Personal Writing

Stay present; stay alert

Warning: long (somewhat rambling, relatively angry and definitely political) post ahead.

I have to begin with a preface, which I hate to do, but must needs:

I am in an unbelievably privileged position to weather this global pandemic. My husband and I are both receiving paychecks while working from home, regardless how many hours we are literally working (a lot, actually!), and no one is checking in to demand our time sheets, which we’ve never had to keep or report. Our jobs are more than relatively safe for the foreseeable future. We’re both healthy. Our families are all healthy. We can pay our bills, in part because of our income but also because we live way below our means. We’re eating and sleeping well. We have been able to support a number of our favorite local, independent restaurants and shops as well as many of the nonprofits that matter to us. We’ve appreciated this time and taken good advantage of being sequestered at home together. In short, this has been a period of personal renewal for me, and I am trying to be grateful for that while also staying very present to the absolute quagmire the pandemic is creating for so much of the world, today and going forward.

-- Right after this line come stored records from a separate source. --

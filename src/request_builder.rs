//! Client-side request building utilities
//!
//! Helpers for constructing CoAP requests against the node and parsing its
//! responses and notifications.

use coap_lite::{CoapOption, MessageClass, MessageType, Packet};
use serde::Serialize;
use serde_json::{Map, Value};

use crate::codec;
use crate::coap_types::{ContentFormat, Method, ResponseCode};
use crate::error::{NodeError, Result};
use crate::handler::{OBSERVE_DEREGISTER, OBSERVE_REGISTER};
use crate::sensors::ActuatorState;
use crate::transport;

/// Client-side request builder for the node's resources
#[derive(Debug)]
pub struct RequestBuilder {
    next_message_id: u16,
    confirmable: bool,
}

impl RequestBuilder {
    /// Create a builder whose first request uses `first_message_id`
    pub fn new(first_message_id: u16) -> Self {
        Self {
            next_message_id: first_message_id,
            confirmable: true,
        }
    }

    /// Send NON requests instead of CON
    pub fn non_confirmable(mut self) -> Self {
        self.confirmable = false;
        self
    }

    /// Build a GET request
    pub fn get(&mut self, path: &str, token: &[u8]) -> Result<Vec<u8>> {
        self.build(Method::Get, path, token, |_| {})
    }

    /// Build a GET asking for `format` in the Accept option
    pub fn get_accepting(&mut self, path: &str, token: &[u8], format: ContentFormat) -> Result<Vec<u8>> {
        self.build(Method::Get, path, token, |packet| {
            packet.add_option(CoapOption::Accept, encode_uint(u32::from(format.as_u16())));
        })
    }

    /// Build a GET that registers an observation
    pub fn observe(&mut self, path: &str, token: &[u8]) -> Result<Vec<u8>> {
        self.build(Method::Get, path, token, |packet| {
            packet.set_observe_value(OBSERVE_REGISTER);
        })
    }

    /// Build a GET that cancels the observation made with `token`
    pub fn cancel_observe(&mut self, path: &str, token: &[u8]) -> Result<Vec<u8>> {
        self.build(Method::Get, path, token, |packet| {
            packet.set_observe_value(OBSERVE_DEREGISTER);
        })
    }

    /// Build a PUT `/leds` with the full LED state
    pub fn put_leds(&mut self, state: &ActuatorState, token: &[u8]) -> Result<Vec<u8>> {
        self.put_cbor("/leds", state, token)
    }

    /// Build a PUT `/config` with the given keys
    pub fn put_config(&mut self, changes: &Map<String, Value>, token: &[u8]) -> Result<Vec<u8>> {
        self.put_cbor("/config", changes, token)
    }

    /// Build a PUT with any CBOR body
    pub fn put_cbor<T: Serialize + ?Sized>(&mut self, path: &str, body: &T, token: &[u8]) -> Result<Vec<u8>> {
        let payload = codec::encode(body)?;
        self.build(Method::Put, path, token, |packet| {
            packet.set_content_format(transport::content_format_to_coap(ContentFormat::Cbor));
            packet.payload = payload;
        })
    }

    /// Build a Reset rejecting the message with `message_id`
    pub fn reset(message_id: u16) -> Result<Vec<u8>> {
        let mut packet = Packet::new();
        packet.header.set_type(MessageType::Reset);
        packet.header.code = MessageClass::Empty;
        packet.header.message_id = message_id;
        packet
            .to_bytes()
            .map_err(|e| NodeError::Transport(e.to_string()))
    }

    fn build(
        &mut self,
        method: Method,
        path: &str,
        token: &[u8],
        customize: impl FnOnce(&mut Packet),
    ) -> Result<Vec<u8>> {
        let mut packet = Packet::new();
        packet.header.set_type(if self.confirmable {
            MessageType::Confirmable
        } else {
            MessageType::NonConfirmable
        });
        packet.header.code = MessageClass::Request(transport::method_to_coap(method));
        packet.header.message_id = self.next_message_id;
        self.next_message_id = self.next_message_id.wrapping_add(1);
        packet.set_token(token.to_vec());
        for segment in path.split('/').filter(|s| !s.is_empty()) {
            packet.add_option(CoapOption::UriPath, segment.as_bytes().to_vec());
        }
        customize(&mut packet);

        packet
            .to_bytes()
            .map_err(|e| NodeError::Transport(e.to_string()))
    }
}

/// A response or notification received from the node
#[derive(Debug, Clone)]
pub struct ClientResponse {
    pub message_id: u16,
    pub message_type: MessageType,
    /// `None` for response codes the node never sends
    pub code: Option<ResponseCode>,
    pub token: Vec<u8>,
    pub observe: Option<u32>,
    pub content_format: Option<ContentFormat>,
    pub payload: Vec<u8>,
}

impl ClientResponse {
    /// True for observe notifications and registration responses
    pub fn is_notification(&self) -> bool {
        self.observe.is_some()
    }

    /// Decode a CBOR payload as JSON
    pub fn json(&self) -> Result<Value> {
        codec::decode(&self.payload)
    }

    /// Render the payload for display according to its content format
    pub fn render(&self) -> String {
        match self.content_format {
            Some(ContentFormat::Cbor) => match self.json() {
                Ok(value) => serde_json::to_string_pretty(&value).unwrap_or_else(|_| value.to_string()),
                Err(e) => format!("<undecodable CBOR: {}>", e),
            },
            _ => String::from_utf8_lossy(&self.payload).into_owned(),
        }
    }
}

/// Parse a datagram received from the node
pub fn parse_response(bytes: &[u8]) -> Result<ClientResponse> {
    let packet = Packet::from_bytes(bytes).map_err(|e| NodeError::Transport(e.to_string()))?;
    let code = match packet.header.code {
        MessageClass::Response(response_type) => transport::response_code(response_type),
        other => {
            return Err(NodeError::Transport(format!(
                "expected a response, got {:?}",
                other
            )));
        }
    };

    Ok(ClientResponse {
        message_id: packet.header.message_id,
        message_type: packet.header.get_type(),
        code,
        token: packet.get_token().to_vec(),
        observe: packet.get_observe_value().and_then(|value| value.ok()),
        content_format: packet
            .get_content_format()
            .and_then(transport::content_format_from_coap),
        payload: packet.payload,
    })
}

fn encode_uint(value: u32) -> Vec<u8> {
    value
        .to_be_bytes()
        .into_iter()
        .skip_while(|byte| *byte == 0)
        .collect()
}

#[cfg(test)]
mod tests {
    use super::*;
    use crate::coap_types::Response;
    use crate::transport::{Inbound, encode_response, parse_datagram};
    use std::net::SocketAddr;

    fn node_addr() -> SocketAddr {
        "127.0.0.1:5683".parse().unwrap()
    }

    fn parsed(bytes: &[u8]) -> crate::coap_types::Request {
        match parse_datagram(bytes, node_addr()).unwrap() {
            Inbound::Request(request) => request,
            other => panic!("expected a request, got {:?}", other),
        }
    }

    #[test]
    fn test_message_ids_increment() {
        let mut builder = RequestBuilder::new(u16::MAX);
        let first = parsed(&builder.get("/sensors", &[1]).unwrap());
        let second = parsed(&builder.get("/sensors", &[1]).unwrap());
        assert_eq!(first.message_id, u16::MAX);
        assert_eq!(second.message_id, 0);
        assert!(first.confirmable);
    }

    #[test]
    fn test_observe_and_cancel() {
        let mut builder = RequestBuilder::new(1).non_confirmable();
        let register = parsed(&builder.observe("/leds", &[9]).unwrap());
        let cancel = parsed(&builder.cancel_observe("/leds", &[9]).unwrap());
        assert_eq!(register.observe, Some(OBSERVE_REGISTER));
        assert_eq!(cancel.observe, Some(OBSERVE_DEREGISTER));
        assert!(!register.confirmable);
        assert_eq!(register.path, "/leds");
    }

    #[test]
    fn test_get_accepting_link_format() {
        let mut builder = RequestBuilder::new(1);
        let bytes = builder
            .get_accepting("/.well-known/core", &[], ContentFormat::LinkFormat)
            .unwrap();
        let request = parsed(&bytes);
        assert_eq!(request.path, "/.well-known/core");
        assert_eq!(request.accept, Some(ContentFormat::LinkFormat));
    }

    #[test]
    fn test_put_leds_body() {
        let mut builder = RequestBuilder::new(1);
        let state = ActuatorState {
            red_led: true,
            yellow_led: false,
            green_led: true,
        };
        let request = parsed(&builder.put_leds(&state, &[2]).unwrap());
        assert_eq!(request.method, Method::Put);
        assert_eq!(request.content_format, Some(ContentFormat::Cbor));
        let body: ActuatorState = codec::decode(&request.payload).unwrap();
        assert_eq!(body, state);
    }

    #[test]
    fn test_reset_is_parsed_as_reset() {
        let bytes = RequestBuilder::reset(77).unwrap();
        assert!(matches!(
            parse_datagram(&bytes, node_addr()).unwrap(),
            Inbound::Reset { message_id: 77, .. }
        ));
    }

    #[test]
    fn test_parse_notification() {
        let notification = Response::notification(
            node_addr(),
            vec![9],
            12,
            3,
            codec::encode(&ActuatorState::default()).unwrap(),
        );
        let response = parse_response(&encode_response(&notification).unwrap()).unwrap();

        assert!(response.is_notification());
        assert_eq!(response.observe, Some(3));
        assert_eq!(response.code, Some(ResponseCode::Content));
        assert_eq!(response.message_type, MessageType::NonConfirmable);
        assert_eq!(response.json().unwrap()["redLed"], false);
        assert!(response.render().contains("greenLed"));
    }

    #[test]
    fn test_parse_rejects_requests() {
        let mut builder = RequestBuilder::new(1);
        let bytes = builder.get("/sensors", &[]).unwrap();
        assert!(parse_response(&bytes).is_err());
    }

    #[test]
    fn test_encode_uint() {
        assert_eq!(encode_uint(0), Vec::<u8>::new());
        assert_eq!(encode_uint(40), vec![40]);
        assert_eq!(encode_uint(0x0100), vec![1, 0]);
    }
}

But I also think there’s something else going on here, and this recent Medium article by Julio Vincent Gambuto about the inevitable gaslighting that will come after this period of social isolation is over helped articulate it for me. What do we want to “go back to” when this is all over, assuming it is ever all over?

It’s this notion of Capitalism’s, and by extension our own conscious and unconscious movement through our world, driving, almost tsunami–force pressure to buy and acquire and possess and accumulate and compile and spend and upgrade and throw away and…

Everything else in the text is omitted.